This is still not a complete security story and would not provide the same kind of protection as a VM, but I think the charitable take here is that this is a good sandboxing tool and a step in the right direction for something like a plugin system.

edit: I also disagree with the "fully sandboxed" wasmer line, but wasmer is a venture-backed for-profit org that will start selling something at some point and they might have a motivation to blur the lines a little. I appreciate cranelift's more honest disclaimer.

1 comments

WASM and Wasmer are not intrinsically anymore secure, except for simplicity, than any other editor plugin system. Vimscript and Emacs-lisp basically have the same security characteristics as using WASM for plugins. It's not a step in any direction, except for whatever environment Zellij exposes to the plugins by default.
I'm not sure how this is true. I don't know anything about vimscript and emacs-lisp plugin systems, but at a cursory glance it looks like plugins might be able to do things like launch shell commands?

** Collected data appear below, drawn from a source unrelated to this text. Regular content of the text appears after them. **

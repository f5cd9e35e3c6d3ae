//! Frame codecs.
//!
//! The handler never calls `serde_json` directly; it goes through a
//! [`Codec`] so the wire encoding can change without touching the server.

use serde::{Serialize, de::DeserializeOwned};

use crate::ProtocolError;

/// Converts messages to frames and frames back to messages.
pub trait Codec: Send + Sync + 'static {
    /// Serializes a value into one frame.
    ///
    /// # Errors
    /// Returns [`ProtocolError::Encode`] if the value cannot be represented.
    fn encode<T: Serialize>(&self, value: &T) -> Result<Vec<u8>, ProtocolError>;

    /// Parses one frame.
    ///
    /// # Errors
    /// Returns [`ProtocolError::Decode`] for malformed or mistyped frames.
    fn decode<T: DeserializeOwned>(&self, data: &[u8]) -> Result<T, ProtocolError>;
}

/// JSON codec. Browser clients speak this natively.
///
/// ```rust
/// use plaza_protocol::{ClientMessage, Codec, Facing, JsonCodec};
///
/// let codec = JsonCodec;
/// let msg = ClientMessage::Move { x: 12.0, y: -4.5, facing: Facing::Left };
///
/// let bytes = codec.encode(&msg).unwrap();
/// let decoded: ClientMessage = codec.decode(&bytes).unwrap();
/// assert_eq!(msg, decoded);
/// ```
#[cfg(feature = "json")]
#[derive(Debug, Clone, Copy, Default)]
pub struct JsonCodec;

#[cfg(feature = "json")]
impl Codec for JsonCodec {
    fn encode<T: Serialize>(&self, value: &T) -> Result<Vec<u8>, ProtocolError> {
        serde_json::to_vec(value).map_err(ProtocolError::Encode)
    }

    fn decode<T: DeserializeOwned>(&self, data: &[u8]) -> Result<T, ProtocolError> {
        serde_json::from_slice(data).map_err(ProtocolError::Decode)
    }
}

#[cfg(all(test, feature = "json"))]
mod tests {
    use super::*;
    use crate::{ClientMessage, PlayerId};

    #[test]
    fn test_decode_signal_without_target_is_client_fault() {
        let err = JsonCodec
            .decode::<ClientMessage>(br#"{"type":"Signal","payload":"sdp"}"#)
            .unwrap_err();
        assert!(matches!(err, ProtocolError::Decode(_)));
        assert!(err.is_client_fault());
    }

    #[test]
    fn test_decode_garbage_returns_decode_error() {
        let err = JsonCodec.decode::<ClientMessage>(b"not json at all").unwrap_err();
        assert!(matches!(err, ProtocolError::Decode(_)));
    }

    #[test]
    fn test_encode_player_id_is_plain_number() {
        let bytes = JsonCodec.encode(&PlayerId(9)).unwrap();
        assert_eq!(bytes, b"9");
    }
}
//! HSF Backend Library
//!
//! Property purchase applications, their multi-party review workflow, the
//! mortgage decision lifecycle and loan origination with repayment tracking.

pub mod amortization;
pub mod application;
pub mod auth;
pub mod config;
pub mod db;
pub mod dip;
pub mod error;
pub mod escrow;
pub mod handlers;
pub mod jobs;
pub mod loan;
pub mod middleware;
pub mod models;
pub mod notifications;
pub mod payments;
pub mod repository;
pub mod review;
pub mod routes;
pub mod state;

Zellij seems to be using WASI, a standard set of syscalls. Currently, wasi syscalls (or at least the version of wasi that is running in wasmer) can't really access the network, can't fork/exec, can provide a chroot view of the filesystems (without root access), can limit access to certain types of functionality. These kind of secure defaults seem like an improvement to me compared to most plugin systems I'm familiar with.

Maybe vimscript/emacs-lisp has these things.